"Backfired" is the debut solo single from American singer and Blondie vocalist Debbie Harry. Released in 1981, it was taken from her debut solo studio album, KooKoo.

Song information
"Backfired" peaked at number 32 in the UK, and number 43 on the US Billboard Hot 100 (though it remains Harry's highest-charting solo single in the US). It also peaked at number 71 on the US Hot Soul Singles chart, and number 29 on the Dance chart. The single also managed to become a hit in only a few other countries including Sweden and Australia.

In an attempt to distinguish herself as a solo artist, Harry's image upon the single's release was quite different from her established image with Blondie. She had dyed her hair darker and had a new sci-fi-inspired look, as seen in the music video for the song directed by H.R. Giger, who appeared in the video wearing a mask and mimes the male back-up vocals on the song.

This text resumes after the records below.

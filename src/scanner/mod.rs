//! Breaking-change scanner for Django 5.0 upgrades
//!
//! Runs nine independent sub-scans over the project tree, each appending
//! findings under its own rule identifier. Sub-scans are sequential; each
//! file is read fully, matched, and dropped before the next.

pub mod matcher;
mod result;

pub use result::ScanResult;

use anyhow::Result;
use std::path::{Path, PathBuf};
use tracing::debug;

use crate::domain::{Category, Finding, Severity};
use crate::rules::{
    CREATE_DEFAULTS_FIELD_RE, DEPRECATED_RULES, FORM_RENDERING_RE, MAKE_AWARE_IS_DST_RE,
    POSTGRES_AGGREGATES, PYTZ_IMPORT_RE, REMOVED_RULES, Rule, USE_TZ_FALSE_RE,
};
use crate::walker::FileWalker;

/// Scans a project tree for Django 5.0 breaking changes
pub struct BreakingChangeScanner {
    walker: FileWalker,
}

impl BreakingChangeScanner {
    /// Create a scanner for the given project root (default excludes)
    pub fn new(root: impl Into<PathBuf>) -> Self {
        Self::with_excludes(root, &[])
    }

    /// Create a scanner with additional excluded directory names
    pub fn with_excludes(root: impl Into<PathBuf>, excludes: &[String]) -> Self {
        Self {
            walker: FileWalker::with_excludes(root, excludes),
        }
    }

    pub fn root(&self) -> &Path {
        self.walker.root()
    }

    /// Run all sub-scans and return the accumulated findings
    pub fn scan_all(&self) -> Result<ScanResult> {
        let mut result = ScanResult::new();

        self.scan_pytz_usage(&mut result)?;
        self.scan_postgres_aggregates(&mut result)?;
        self.scan_use_tz_setting(&mut result)?;
        self.scan_update_or_create(&mut result)?;
        self.scan_form_rendering(&mut result)?;
        self.scan_uuid_fields(&mut result)?;
        self.scan_deprecated_features(&mut result)?;
        self.scan_admin_templates(&mut result)?;
        self.scan_removed_features(&mut result)?;

        Ok(result)
    }

    /// pytz imports and is_dst usage in source files (migrations have their
    /// own dedicated scan and are pruned here)
    fn scan_pytz_usage(&self, result: &mut ScanResult) -> Result<()> {
        debug!("Scanning for pytz usage...");

        for path in self
            .walker
            .files_matching_excluding("**/*.py", &["migrations"])?
        {
            let Some(content) = matcher::read_file(&path) else {
                continue;
            };
            let relative = self.walker.relativize(&path);

            if matcher::content_matches(&PYTZ_IMPORT_RE, &content) {
                result.push(
                    "pytz_import",
                    Finding::new(relative, Severity::Critical, Category::P0),
                );
            }

            for (line, code) in matcher::lines_containing("is_dst", &content) {
                result.push(
                    "is_dst_param",
                    Finding::new(relative, Severity::Critical, Category::P0)
                        .with_line(line)
                        .with_code(code.trim()),
                );
            }

            if matcher::content_matches(&MAKE_AWARE_IS_DST_RE, &content) {
                result.push(
                    "make_aware_is_dst",
                    Finding::new(relative, Severity::Critical, Category::P0),
                );
            }
        }

        Ok(())
    }

    /// PostgreSQL aggregates whose default-value behavior changed
    fn scan_postgres_aggregates(&self, result: &mut ScanResult) -> Result<()> {
        debug!("Scanning for PostgreSQL aggregates...");

        for path in self.walker.files_matching("**/*.py")? {
            let Some(content) = matcher::read_file(&path) else {
                continue;
            };
            let relative = self.walker.relativize(&path);

            for agg in POSTGRES_AGGREGATES {
                for (line, code) in matcher::lines_containing(agg, &content) {
                    // Import lines just bring the name into scope
                    if code.to_lowercase().contains("import") {
                        continue;
                    }
                    result.push(
                        &format!("{}_usage", agg),
                        Finding::new(relative, Severity::Medium, Category::P1)
                            .with_line(line)
                            .with_code(code.trim()),
                    );
                }
            }
        }

        Ok(())
    }

    /// USE_TZ now defaults to True; explicit False keeps working but absence
    /// silently changes behavior
    fn scan_use_tz_setting(&self, result: &mut ScanResult) -> Result<()> {
        debug!("Checking USE_TZ setting...");

        for path in self.walker.files_matching("**/settings*.py")? {
            let Some(content) = matcher::read_file(&path) else {
                continue;
            };
            let relative = self.walker.relativize(&path);

            // Mutually exclusive per file: explicitly disabled, or absent
            if matcher::content_matches(&USE_TZ_FALSE_RE, &content) {
                result.push(
                    "use_tz_false",
                    Finding::new(relative, Severity::Critical, Category::P0)
                        .with_note("USE_TZ=True is now the default"),
                );
            } else if !content.contains("USE_TZ") {
                result.push(
                    "use_tz_missing",
                    Finding::new(relative, Severity::Medium, Category::P1)
                        .with_note("USE_TZ will default to True in Django 5.0"),
                );
            }
        }

        Ok(())
    }

    /// Model fields named create_defaults collide with the new
    /// update_or_create() argument
    fn scan_update_or_create(&self, result: &mut ScanResult) -> Result<()> {
        debug!("Scanning for update_or_create usage...");

        for path in self.walker.files_matching("**/models.py")? {
            let Some(content) = matcher::read_file(&path) else {
                continue;
            };
            let relative = self.walker.relativize(&path);

            for (line, code) in matcher::matching_lines(&CREATE_DEFAULTS_FIELD_RE, &content) {
                result.push(
                    "create_defaults_field",
                    Finding::new(relative, Severity::Medium, Category::P1)
                        .with_line(line)
                        .with_code(code.trim())
                        .with_note("Must use create_defaults__exact in update_or_create()"),
                );
            }
        }

        Ok(())
    }

    /// Template calls to the table/p/ul form renderers
    fn scan_form_rendering(&self, result: &mut ScanResult) -> Result<()> {
        debug!("Scanning for form rendering...");

        for path in self.walker.files_matching("**/*.html")? {
            let Some(content) = matcher::read_file(&path) else {
                continue;
            };
            let relative = self.walker.relativize(&path);

            for (line, _) in matcher::matching_lines(&FORM_RENDERING_RE, &content) {
                result.push(
                    "form_rendering",
                    Finding::new(relative, Severity::Medium, Category::P1)
                        .with_line(line)
                        .with_note("Default rendering changed to div-based"),
                );
            }
        }

        Ok(())
    }

    /// UUIDField columns change type on MariaDB 10.7+
    fn scan_uuid_fields(&self, result: &mut ScanResult) -> Result<()> {
        debug!("Scanning for UUIDField usage...");

        for path in self.walker.files_matching("**/models.py")? {
            let Some(content) = matcher::read_file(&path) else {
                continue;
            };
            let relative = self.walker.relativize(&path);

            for (line, code) in matcher::lines_containing("UUIDField", &content) {
                if code.contains("import") {
                    continue;
                }
                result.push(
                    "uuid_field",
                    Finding::new(relative, Severity::Medium, Category::P1)
                        .with_line(line)
                        .with_code(code.trim())
                        .with_note("MariaDB 10.7+ uses UUID column type (breaking change)"),
                );
            }
        }

        Ok(())
    }

    fn scan_deprecated_features(&self, result: &mut ScanResult) -> Result<()> {
        debug!("Scanning for deprecated features...");
        self.scan_rule_table(DEPRECATED_RULES, result)
    }

    /// Custom admin templates need a manual review against the new markup
    fn scan_admin_templates(&self, result: &mut ScanResult) -> Result<()> {
        debug!("Scanning for admin templates...");

        for path in self.walker.files_matching("**/templates/admin/**/*.html")? {
            let relative = self.walker.relativize(&path);
            result.push(
                "admin_templates",
                Finding::new(relative, Severity::Medium, Category::P1)
                    .with_note("Review for HTML structure changes (h1 to div, div to main/header)"),
            );
        }

        Ok(())
    }

    fn scan_removed_features(&self, result: &mut ScanResult) -> Result<()> {
        debug!("Scanning for removed features...");
        self.scan_rule_table(REMOVED_RULES, result)
    }

    /// Whole-file containment rules from a static table
    fn scan_rule_table(&self, rules: &[Rule], result: &mut ScanResult) -> Result<()> {
        for rule in rules {
            let re = regex::Regex::new(rule.pattern).expect("rule table patterns compile");

            for path in self.walker.files_matching(rule.glob)? {
                let Some(content) = matcher::read_file(&path) else {
                    continue;
                };

                if matcher::content_matches(&re, &content) {
                    let relative = self.walker.relativize(&path);
                    result.push(
                        rule.id,
                        Finding::new(relative, rule.severity, rule.category).with_note(rule.note),
                    );
                }
            }
        }

        Ok(())
    }
}
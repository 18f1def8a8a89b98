//! Remediation path selection
//!
//! A pure function of the three risk-tier counts. Thresholds are checked in
//! severity order: a single HIGH migration outweighs any number of MEDIUM
//! ones, and so on down the tiers.

/// The remediation path to recommend
#[derive(Debug, Clone, Copy, PartialEq, Eq)]
pub enum MigrationPath {
    /// Too many RunPython migrations use pytz; keeping it is the lowest risk
    Keep,
    /// Few enough HIGH migrations that a compatibility layer is feasible
    CompatOrKeep,
    /// Usage outside RunPython only; removal likely works but needs testing
    TestThenRemove,
    /// Only dead imports; removal is safe
    Remove,
    /// Nothing uses pytz at all
    SafeToRemove,
}

/// A selected path plus its human-readable explanation and action steps
#[derive(Debug, Clone)]
pub struct Recommendation {
    pub path: MigrationPath,
    pub headline: &'static str,
    pub reasoning: Vec<String>,
    pub actions: Vec<&'static str>,
}

/// Choose a remediation path from the per-tier migration counts
///
/// Deterministic: same counts always give the same recommendation.
pub fn recommend(high: usize, medium: usize, low: usize) -> Recommendation {
    if high >= 4 {
        Recommendation {
            path: MigrationPath::Keep,
            headline: "Path C (Keep pytz)",
            reasoning: vec![
                format!("{} migrations have RunPython with pytz", high),
                "Creating compatibility layer would be complex".to_string(),
                "Keeping pytz is lowest risk approach".to_string(),
            ],
            actions: vec![
                "Keep pytz>=2024.1 in requirements.txt",
                "Mark the requirement as historical-migrations-only",
                "Update coding guidelines to use zoneinfo in new code",
                "Document the decision",
            ],
        }
    } else if high >= 1 {
        Recommendation {
            path: MigrationPath::CompatOrKeep,
            headline: "Path B (Compatibility Layer) or C (Keep pytz)",
            reasoning: vec![
                format!("{} migration(s) have RunPython with pytz", high),
                "Small enough to create compatibility layer".to_string(),
                "Or keep pytz if you prefer simplicity".to_string(),
            ],
            actions: vec![
                "Path B: create a zoneinfo wrapper module for migrations",
                "Path B: update affected migrations to use the wrapper",
                "Path B: test on a fresh database without pytz, then drop the requirement",
                "Path C: keep pytz>=2024.1 and document the decision",
            ],
        }
    } else if medium >= 1 {
        Recommendation {
            path: MigrationPath::TestThenRemove,
            headline: "Path A (Test removal) or C (Keep pytz)",
            reasoning: vec![
                format!("{} migration(s) use pytz outside RunPython", medium),
                "Likely safe to remove, but needs testing".to_string(),
                "No fresh database concerns".to_string(),
            ],
            actions: vec![
                "Remove pytz from requirements.txt",
                "Run migrations on fresh test database",
                "If successful, deploy to production",
                "If fails, add pytz back (Path C)",
            ],
        }
    } else if low >= 1 {
        Recommendation {
            path: MigrationPath::Remove,
            headline: "Path A (Remove pytz)",
            reasoning: vec![
                format!("{} migration(s) only IMPORT pytz (don't use it)", low),
                "Safe to remove pytz dependency".to_string(),
                "Clean solution with no risk".to_string(),
            ],
            actions: vec![
                "Remove pytz from requirements.txt",
                "Test in development environment",
                "Deploy to production",
            ],
        }
    } else {
        Recommendation {
            path: MigrationPath::SafeToRemove,
            headline: "Path A (Remove pytz)",
            reasoning: vec!["No migrations use pytz".to_string()],
            actions: vec![
                "Update requirements.txt to remove pytz",
                "Test in development environment",
                "Deploy and monitor",
            ],
        }
    }
}
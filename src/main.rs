use anyhow::Result;
use clap::{Parser, Subcommand};
use std::path::PathBuf;

mod cli;

#[derive(Parser)]
#[command(name = "upshift")]
#[command(about = "Django upgrade readiness scanner - find breaking changes before you upgrade")]
#[command(version)]
struct Cli {
    /// Path to the project root (defaults to current directory)
    #[arg(short, long, global = true)]
    path: Option<PathBuf>,

    /// Enable verbose logging (progress line per sub-scan)
    #[arg(short, long, global = true)]
    verbose: bool,

    #[command(subcommand)]
    command: Option<Commands>,
}

#[derive(Subcommand)]
enum Commands {
    /// Scan the project for Django 5.0 breaking changes
    Scan {
        /// Additionally export the full results to breaking_changes_scan.json
        #[arg(long)]
        json: bool,
    },

    /// Analyze migrations for pytz usage and recommend a remediation path
    Migrations {
        /// Additionally export the full results to pytz_analysis.json
        #[arg(long)]
        json: bool,
    },

    /// Initialize a new upshift.toml configuration file
    Init {
        /// Overwrite existing config file
        #[arg(long)]
        force: bool,
    },
}

fn main() -> Result<()> {
    let cli = Cli::parse();

    // Initialize logging
    let log_level = if cli.verbose { "debug" } else { "info" };
    tracing_subscriber::fmt()
        .with_env_filter(
            tracing_subscriber::EnvFilter::try_from_default_env()
                .unwrap_or_else(|_| tracing_subscriber::EnvFilter::new(log_level)),
        )
        .init();

    // Determine the working directory
    let work_dir = cli.path.unwrap_or_else(|| PathBuf::from("."));

    match cli.command {
        Some(Commands::Scan { json }) => {
            cli::scan::scan_command(&work_dir, json)?;
        }
        Some(Commands::Migrations { json }) => {
            cli::migrations::migrations_command(&work_dir, json)?;
        }
        Some(Commands::Init { force }) => {
            cli::init::init_command(&work_dir, force)?;
        }
        None => {
            // Default: run the breaking-change scan
            cli::scan::scan_command(&work_dir, false)?;
        }
    }

    Ok(())
}
//! JSON export for scan results
//!
//! Each scanner writes a fixed-name file in the current working directory,
//! overwriting any previous export. Summary counts are computed from the
//! in-memory results, so they always agree with the printed report.

use anyhow::{Context, Result};
use serde::Serialize;
use std::path::Path;

use crate::domain::{Category, RiskLevel};
use crate::migration::{MigrationAnalysis, MigrationScan};
use crate::scanner::ScanResult;

/// Default output file for the breaking-change scan
pub const BREAKING_EXPORT_FILE: &str = "breaking_changes_scan.json";

/// Default output file for the migration analysis
pub const MIGRATION_EXPORT_FILE: &str = "pytz_analysis.json";

#[derive(Debug, Serialize, PartialEq, Eq)]
pub struct BreakingSummary {
    pub total_issues: usize,
    pub p0_critical: usize,
    pub p1_important: usize,
    pub p2_deprecated: usize,
}

#[derive(Serialize)]
struct BreakingExport<'a> {
    scan_date: String,
    project_root: String,
    summary: BreakingSummary,
    issues: &'a ScanResult,
}

#[derive(Serialize)]
struct MigrationExport<'a> {
    total_migrations: usize,
    high_risk: usize,
    medium_risk: usize,
    low_risk: usize,
    migrations: &'a [MigrationAnalysis],
}

/// Summary counts for the breaking-change export
pub fn breaking_summary(result: &ScanResult) -> BreakingSummary {
    BreakingSummary {
        total_issues: result.total_findings(),
        p0_critical: result.count_by_category(Category::P0),
        p1_important: result.count_by_category(Category::P1),
        p2_deprecated: result.count_by_category(Category::P2),
    }
}

/// Write the breaking-change scan result to `output`
pub fn export_breaking(result: &ScanResult, root: &Path, output: &Path) -> Result<()> {
    let export = BreakingExport {
        scan_date: chrono::Local::now().to_rfc3339(),
        project_root: root
            .canonicalize()
            .unwrap_or_else(|_| root.to_path_buf())
            .display()
            .to_string(),
        summary: breaking_summary(result),
        issues: result,
    };

    write_json(&export, output)
}

/// Write the migration analysis to `output`
pub fn export_migrations(scan: &MigrationScan, output: &Path) -> Result<()> {
    let export = MigrationExport {
        total_migrations: scan.results.len(),
        high_risk: scan.count_at(RiskLevel::High),
        medium_risk: scan.count_at(RiskLevel::Medium),
        low_risk: scan.count_at(RiskLevel::Low),
        migrations: &scan.results,
    };

    write_json(&export, output)
}

fn write_json<T: Serialize>(value: &T, output: &Path) -> Result<()> {
    let json = serde_json::to_string_pretty(value).context("Failed to serialize results")?;
    std::fs::write(output, json)
        .with_context(|| format!("Failed to write {}", output.display()))?;
    Ok(())
}
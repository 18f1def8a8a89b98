//! Configuration loading and management

use anyhow::{Context, Result};
use serde::{Deserialize, Serialize};
use std::path::Path;

/// Config file name looked up in the scan root
pub const CONFIG_FILE: &str = "upshift.toml";

/// Main configuration structure
#[derive(Debug, Clone, Default, Serialize, Deserialize)]
pub struct Config {
    /// General settings
    #[serde(default)]
    pub settings: Settings,
}

/// General settings
#[derive(Debug, Clone, Default, Serialize, Deserialize)]
pub struct Settings {
    /// Directory names excluded from every walk, on top of the built-in
    /// defaults (venv, .venv, __pycache__)
    #[serde(default)]
    pub scan_exclude: Vec<String>,
}

impl Config {
    /// Load configuration from a file
    pub fn from_file(path: &Path) -> Result<Self> {
        let content = std::fs::read_to_string(path)
            .with_context(|| format!("Failed to read config file: {}", path.display()))?;

        let config: Config = toml::from_str(&content)
            .with_context(|| format!("Failed to parse config file: {}", path.display()))?;

        Ok(config)
    }

    /// Load configuration from a directory, looking for upshift.toml
    ///
    /// A missing file is not an error; defaults apply.
    pub fn from_dir(dir: &Path) -> Result<Self> {
        let path = dir.join(CONFIG_FILE);
        if path.exists() {
            return Self::from_file(&path);
        }

        Ok(Self::with_defaults())
    }

    /// Create a config with default settings
    pub fn with_defaults() -> Self {
        Self::default()
    }
}

#[cfg(test)]
mod tests {
    use super::*;
    use std::fs;
    use tempfile::TempDir;

    #[test]
    fn test_missing_file_falls_back_to_defaults() {
        let dir = TempDir::new().unwrap();
        let config = Config::from_dir(dir.path()).unwrap();
        assert!(config.settings.scan_exclude.is_empty());
    }

    #[test]
    fn test_parses_scan_excludes() {
        let dir = TempDir::new().unwrap();
        fs::write(
            dir.path().join(CONFIG_FILE),
            "[settings]\nscan_exclude = [\"node_modules\", \"vendor\"]\n",
        )
        .unwrap();

        let config = Config::from_dir(dir.path()).unwrap();
        assert_eq!(config.settings.scan_exclude, vec!["node_modules", "vendor"]);
    }

    #[test]
    fn test_empty_file_is_valid() {
        let dir = TempDir::new().unwrap();
        fs::write(dir.path().join(CONFIG_FILE), "").unwrap();

        let config = Config::from_dir(dir.path()).unwrap();
        assert!(config.settings.scan_exclude.is_empty());
    }

    #[test]
    fn test_malformed_file_is_an_error() {
        let dir = TempDir::new().unwrap();
        fs::write(dir.path().join(CONFIG_FILE), "[settings\nbroken").unwrap();

        assert!(Config::from_dir(dir.path()).is_err());
    }
}
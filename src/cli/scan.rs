//! Breaking-change scan command implementation

use anyhow::Result;
use std::path::Path;

use upshift::config::Config;
use upshift::export;
use upshift::report;
use upshift::scanner::BreakingChangeScanner;

/// Scan the project for Django 5.0 breaking changes and print the report
pub fn scan_command(work_dir: &Path, json: bool) -> Result<()> {
    let config = Config::from_dir(work_dir).unwrap_or_else(|_| Config::with_defaults());

    println!("Scanning for Django 5.0 breaking changes...\n");
    println!(
        "Project root: {}\n",
        work_dir
            .canonicalize()
            .unwrap_or_else(|_| work_dir.to_path_buf())
            .display()
    );

    let scanner = BreakingChangeScanner::with_excludes(work_dir, &config.settings.scan_exclude);
    let result = scanner.scan_all()?;

    report::print_breaking_report(&result);

    if json {
        let output = Path::new(export::BREAKING_EXPORT_FILE);
        export::export_breaking(&result, work_dir, output)?;
        println!("Detailed results exported to {}", output.display());
    }

    Ok(())
}
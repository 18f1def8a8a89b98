//! Accumulated scan findings keyed by rule identifier

use crate::domain::{Category, Finding};
use serde::ser::{Serialize, SerializeMap, Serializer};
use std::collections::HashSet;

/// Findings grouped by the rule that produced them
///
/// Keys keep insertion order (file-walk order within each rule), so reports
/// and JSON exports are stable for a fixed tree. Append-only during a scan.
#[derive(Debug, Default)]
pub struct ScanResult {
    entries: Vec<(String, Vec<Finding>)>,
}

impl ScanResult {
    pub fn new() -> Self {
        Self::default()
    }

    /// Append a finding under a rule identifier
    pub fn push(&mut self, rule_id: &str, finding: Finding) {
        if let Some((_, findings)) = self.entries.iter_mut().find(|(id, _)| id == rule_id) {
            findings.push(finding);
        } else {
            self.entries.push((rule_id.to_string(), vec![finding]));
        }
    }

    pub fn is_empty(&self) -> bool {
        self.entries.is_empty()
    }

    pub fn iter(&self) -> impl Iterator<Item = (&str, &[Finding])> {
        self.entries
            .iter()
            .map(|(id, findings)| (id.as_str(), findings.as_slice()))
    }

    pub fn findings_for(&self, rule_id: &str) -> Option<&[Finding]> {
        self.entries
            .iter()
            .find(|(id, _)| id == rule_id)
            .map(|(_, findings)| findings.as_slice())
    }

    pub fn total_findings(&self) -> usize {
        self.entries.iter().map(|(_, findings)| findings.len()).sum()
    }

    pub fn count_by_category(&self, category: Category) -> usize {
        self.entries
            .iter()
            .flat_map(|(_, findings)| findings.iter())
            .filter(|f| f.category == category)
            .count()
    }

    /// Number of distinct files with at least one finding
    pub fn distinct_files(&self) -> usize {
        self.entries
            .iter()
            .flat_map(|(_, findings)| findings.iter())
            .map(|f| f.file.as_path())
            .collect::<HashSet<_>>()
            .len()
    }
}

impl Serialize for ScanResult {
    fn serialize<S: Serializer>(&self, serializer: S) -> Result<S::Ok, S::Error> {
        let mut map = serializer.serialize_map(Some(self.entries.len()))?;
        for (id, findings) in &self.entries {
            map.serialize_entry(id, findings)?;
        }
        map.end()
    }
}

Produced by Nile Rodgers and Bernard Edwards of the Chic who had just produced a huge hit album for Diana Ross, "Backfired" further developed Harry's experimentation with dance music as seen in some of Blondie's material (the Chic-inspired "Rapture" having been a No. 1 hit for them earlier the same year), this time delving more into funk music.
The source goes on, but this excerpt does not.